Together with Citi and Plastic Collective, the World Bank announced plans to issue a principle-protected ‘outcomes’ bond tackling plastic pollution at COP28.

It is the fourth of its kind, and with each issuance the World Bank is providing the proof of concept for sustainable bonds with a strong focus on hard-to-fund sustainable development goals.

Development-themed capital markets products are a crowd-pleaser, at least in theory. The more of these products come to market, the more investors will bite. And one could imagine a growth trajectory like that of the green bond market.

The question is whether or not guidelines are necessary. The blue bond and debt-for-nature swap confusion last year should indicate that the answer to that question is yes. The problem with outcomes bonds, however, is that to be successful they must all be slightly different.

The details

The structure of the World Bank’s outcomes bond is unusual. Investors are foregoing the coupon – which goes directly to fund the projects’ expansion plans – in exchange for plastic credits generated by the projects.

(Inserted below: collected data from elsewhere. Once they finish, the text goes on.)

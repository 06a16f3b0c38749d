//! Configuration file handling.
//!
//! The configuration is read once at startup and passed down explicitly;
//! converters never consult global state.
//!
//! # Configuration Location
//!
//! - Linux: `~/.config/osvconvert/config.toml`
//! - macOS: `~/Library/Application Support/osvconvert/config.toml`
//! - Windows: `%APPDATA%\osvconvert\config.toml`
//!
//! # Example Configuration
//!
//! ```toml
//! use_cache = true
//! default_format = "table"
//! output_dir = "osv"
//!
//! [ecosystems.ghsa]
//! HEX = "Hex"
//!
//! [vuxml]
//! ecosystem = "FreeBSD:ports"
//! description_limit = 5000
//!
//! [debian]
//! webwml_repo = "/srv/webwml"
//! first_versions = "/srv/first_versions.json"
//!
//! [ignore]
//! advisories = ["DSA-1*", "GHSA-xxxx-yyyy-zzzz"]
//! ```

use anyhow::{Context, Result};
use serde::{Deserialize, Serialize};
use std::fs;
use std::path::{Path, PathBuf};

use crate::normalize::EcosystemTable;

/// Application configuration.
#[derive(Debug, Clone, Serialize, Deserialize)]
#[serde(default)]
pub struct Config {
    /// Skip advisories whose source data has not changed since the last run.
    ///
    /// Default: true
    pub use_cache: bool,

    /// Where converted records are written when `--output-dir` is absent.
    /// Records are printed to stdout when neither is set.
    #[serde(skip_serializing_if = "Option::is_none")]
    pub output_dir: Option<PathBuf>,

    /// Summary format when no `--format` flag is provided.
    ///
    /// Valid values: "table", "json"
    /// Default: "table"
    pub default_format: String,

    /// Ecosystem mapping tables. Entries here extend or replace the
    /// built-in defaults.
    pub ecosystems: EcosystemTable,

    pub vuxml: VuxmlConfig,

    pub debian: DebianConfig,

    pub ignore: IgnoreConfig,
}

#[derive(Debug, Clone, Serialize, Deserialize)]
#[serde(default)]
pub struct VuxmlConfig {
    /// OSV ecosystem for every VuXML package.
    pub ecosystem: String,

    /// Descriptions longer than this many characters are truncated.
    pub description_limit: usize,
}

impl Default for VuxmlConfig {
    fn default() -> Self {
        Self {
            ecosystem: "FreeBSD:ports".to_string(),
            description_limit: 5000,
        }
    }
}

#[derive(Debug, Clone, Default, Serialize, Deserialize)]
#[serde(default)]
pub struct DebianConfig {
    /// Checkout of the Debian webwml repository, for advisory details and
    /// publication dates.
    #[serde(skip_serializing_if = "Option::is_none")]
    pub webwml_repo: Option<PathBuf>,

    /// JSON file of `{codename: {package: first version}}`.
    #[serde(skip_serializing_if = "Option::is_none")]
    pub first_versions: Option<PathBuf>,
}

/// Advisories to leave out of conversion.
#[derive(Debug, Clone, Default, Serialize, Deserialize)]
#[serde(default)]
pub struct IgnoreConfig {
    /// Advisory IDs; `*` matches any run of characters.
    pub advisories: Vec<String>,
}

impl IgnoreConfig {
    pub fn should_ignore(&self, advisory_id: &str) -> bool {
        self.advisories
            .iter()
            .any(|pattern| glob_match(pattern, advisory_id))
    }
}

/// Wildcard match where `*` stands for any (possibly empty) substring.
fn glob_match(pattern: &str, text: &str) -> bool {
    let mut pieces = pattern.split('*');
    let Some(head) = pieces.next() else {
        return text.is_empty();
    };
    let Some(mut rest) = text.strip_prefix(head) else {
        return false;
    };

    let tail: Vec<&str> = pieces.collect();
    let Some((last, middle)) = tail.split_last() else {
        // No `*` at all.
        return rest.is_empty();
    };

    for piece in middle.iter().filter(|p| !p.is_empty()) {
        match rest.find(piece) {
            Some(pos) => rest = &rest[pos + piece.len()..],
            None => return false,
        }
    }

    rest.ends_with(last)
}

impl Default for Config {
    fn default() -> Self {
        Self {
            use_cache: true,
            output_dir: None,
            default_format: "table".to_string(),
            ecosystems: EcosystemTable::default(),
            vuxml: VuxmlConfig::default(),
            debian: DebianConfig::default(),
            ignore: IgnoreConfig::default(),
        }
    }
}

impl Config {
    /// Loads the configuration from the default location, falling back to
    /// defaults when no file exists.
    ///
    /// # Errors
    ///
    /// Returns an error if the file exists but cannot be read or parsed.
    pub fn load() -> Result<Self> {
        let path = Self::config_path();

        if !path.exists() {
            return Ok(Self::default());
        }

        Self::load_from(&path)
    }

    /// Loads the configuration from an explicit path.
    pub fn load_from(path: &Path) -> Result<Self> {
        let content = fs::read_to_string(path)
            .with_context(|| format!("Failed to read config file {}", path.display()))?;
        let mut config: Config = toml::from_str(&content)
            .with_context(|| format!("Failed to parse config file {}", path.display()))?;
        config.merge_default_tables();
        Ok(config)
    }

    /// Layers the configured ecosystem entries on top of the built-in ones so
    /// a config file only has to list additions.
    fn merge_default_tables(&mut self) {
        let mut table = EcosystemTable::default();
        table.ghsa.append(&mut self.ecosystems.ghsa);
        table.semver.append(&mut self.ecosystems.semver);
        table
            .debian_releases
            .append(&mut self.ecosystems.debian_releases);
        self.ecosystems = table;
    }

    /// Saves the configuration, creating the parent directory if needed.
    pub fn save(&self) -> Result<()> {
        self.save_to(&Self::config_path())
    }

    pub fn save_to(&self, path: &Path) -> Result<()> {
        if let Some(parent) = path.parent() {
            if !parent.exists() {
                fs::create_dir_all(parent)?;
            }
        }

        let content = toml::to_string_pretty(self)?;
        fs::write(path, content)?;
        Ok(())
    }

    /// Returns the path to the configuration file.
    pub fn config_path() -> PathBuf {
        dirs::config_dir()
            .unwrap_or_else(|| PathBuf::from("."))
            .join("osvconvert")
            .join("config.toml")
    }

    /// The default configuration rendered as TOML.
    pub fn generate_default_config() -> String {
        let config = Config::default();
        toml::to_string_pretty(&config).unwrap_or_default()
    }
}

#[cfg(test)]
mod tests {
    use super::*;

    #[test]
    fn test_glob_match_exact() {
        assert!(glob_match("DSA-5124-1", "DSA-5124-1"));
        assert!(!glob_match("DSA-5124-1", "DSA-5124-2"));
    }

    #[test]
    fn test_glob_match_prefix() {
        assert!(glob_match("DSA-51*", "DSA-5124-1"));
        assert!(glob_match("DSA-51*", "DSA-51"));
        assert!(!glob_match("DSA-51*", "DSA-4124-1"));
    }

    #[test]
    fn test_glob_match_suffix_and_contains() {
        assert!(glob_match("*-1", "DSA-5124-1"));
        assert!(!glob_match("*-1", "DSA-5124-2"));
        assert!(glob_match("*5124*", "DSA-5124-1"));
        assert!(glob_match("GHSA-*-*-zzzz", "GHSA-xxxx-yyyy-zzzz"));
        assert!(!glob_match("GHSA-*-*-zzzz", "GHSA-xxxx-yyyy-wwww"));
    }

    #[test]
    fn test_ignore_config() {
        let ignore = IgnoreConfig {
            advisories: vec!["DSA-1*".to_string(), "GHSA-abcd-efgh-ijkl".to_string()],
        };
        assert!(ignore.should_ignore("DSA-1234-1"));
        assert!(ignore.should_ignore("GHSA-abcd-efgh-ijkl"));
        assert!(!ignore.should_ignore("DSA-2234-1"));
    }

    #[test]
    fn test_config_default() {
        let config = Config::default();
        assert!(config.use_cache);
        assert_eq!(config.default_format, "table");
        assert_eq!(config.vuxml.ecosystem, "FreeBSD:ports");
        assert_eq!(config.vuxml.description_limit, 5000);
        assert!(config.output_dir.is_none());
        assert_eq!(config.ecosystems, EcosystemTable::default());
    }

    #[test]
    fn test_load_merges_ecosystem_additions() {
        let dir = tempfile::tempdir().unwrap();
        let path = dir.path().join("config.toml");
        fs::write(
            &path,
            r#"
use_cache = false

[ecosystems.ghsa]
HEX = "Hex"

[ecosystems.debian_releases]
duke = "15"

[vuxml]
ecosystem = "FreeBSD:kernel"
"#,
        )
        .unwrap();

        let config = Config::load_from(&path).unwrap();
        assert!(!config.use_cache);
        assert_eq!(config.ecosystems.ghsa_ecosystem("HEX").unwrap(), "Hex");
        assert_eq!(config.ecosystems.ghsa_ecosystem("NPM").unwrap(), "npm");
        assert_eq!(config.ecosystems.debian_ecosystem("duke").unwrap(), "Debian:15");
        assert_eq!(config.vuxml.ecosystem, "FreeBSD:kernel");
        assert_eq!(config.vuxml.description_limit, 5000);
    }

    #[test]
    fn test_save_and_reload() {
        let dir = tempfile::tempdir().unwrap();
        let path = dir.path().join("nested").join("config.toml");

        let mut config = Config::default();
        config.default_format = "json".to_string();
        config.save_to(&path).unwrap();

        let loaded = Config::load_from(&path).unwrap();
        assert_eq!(loaded.default_format, "json");
        assert_eq!(loaded.ecosystems, EcosystemTable::default());
    }

    #[test]
    fn test_default_config_renders() {
        let rendered = Config::generate_default_config();
        assert!(rendered.contains("use_cache = true"));
        assert!(rendered.contains("FreeBSD:ports"));
    }
}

What the Bank didn’t say was whether the price of the plastics credits would be entirely fixed or floating, neither did it communicate on the actual size of the bond, although sources close to the matter said that it was likely to hover around $100 million.

Outcomes bonds work because with each issuance, the World Bank and its financial partner adapt the terms of the bond to the sustainability challenge it addresses.

In February 2023, the Bank had issued another one of these bonds with a credit mechanism: an emissions-reduction linked bond (ERLB) for projects delivering filtration for safe drinking water in Vietnam and generating carbon units, which were then bought by Citi under an offtake agreement and paid to the investors who had also forgone the coupon in that case.

Before that, it was the Wildlife Conservation bond – or Rhino bond – where key performance indicators for a black rhinoceros conservation project in South Africa were used to affect the pay-out on the bond.

Such capital markets innovations are important because they address two key challenges in sustainable finance. Firstly, they give small biodiversity or climate-adaptation projects with funding needs in the tens of millions access to institutional investors usually hunting for larger ticket sizes.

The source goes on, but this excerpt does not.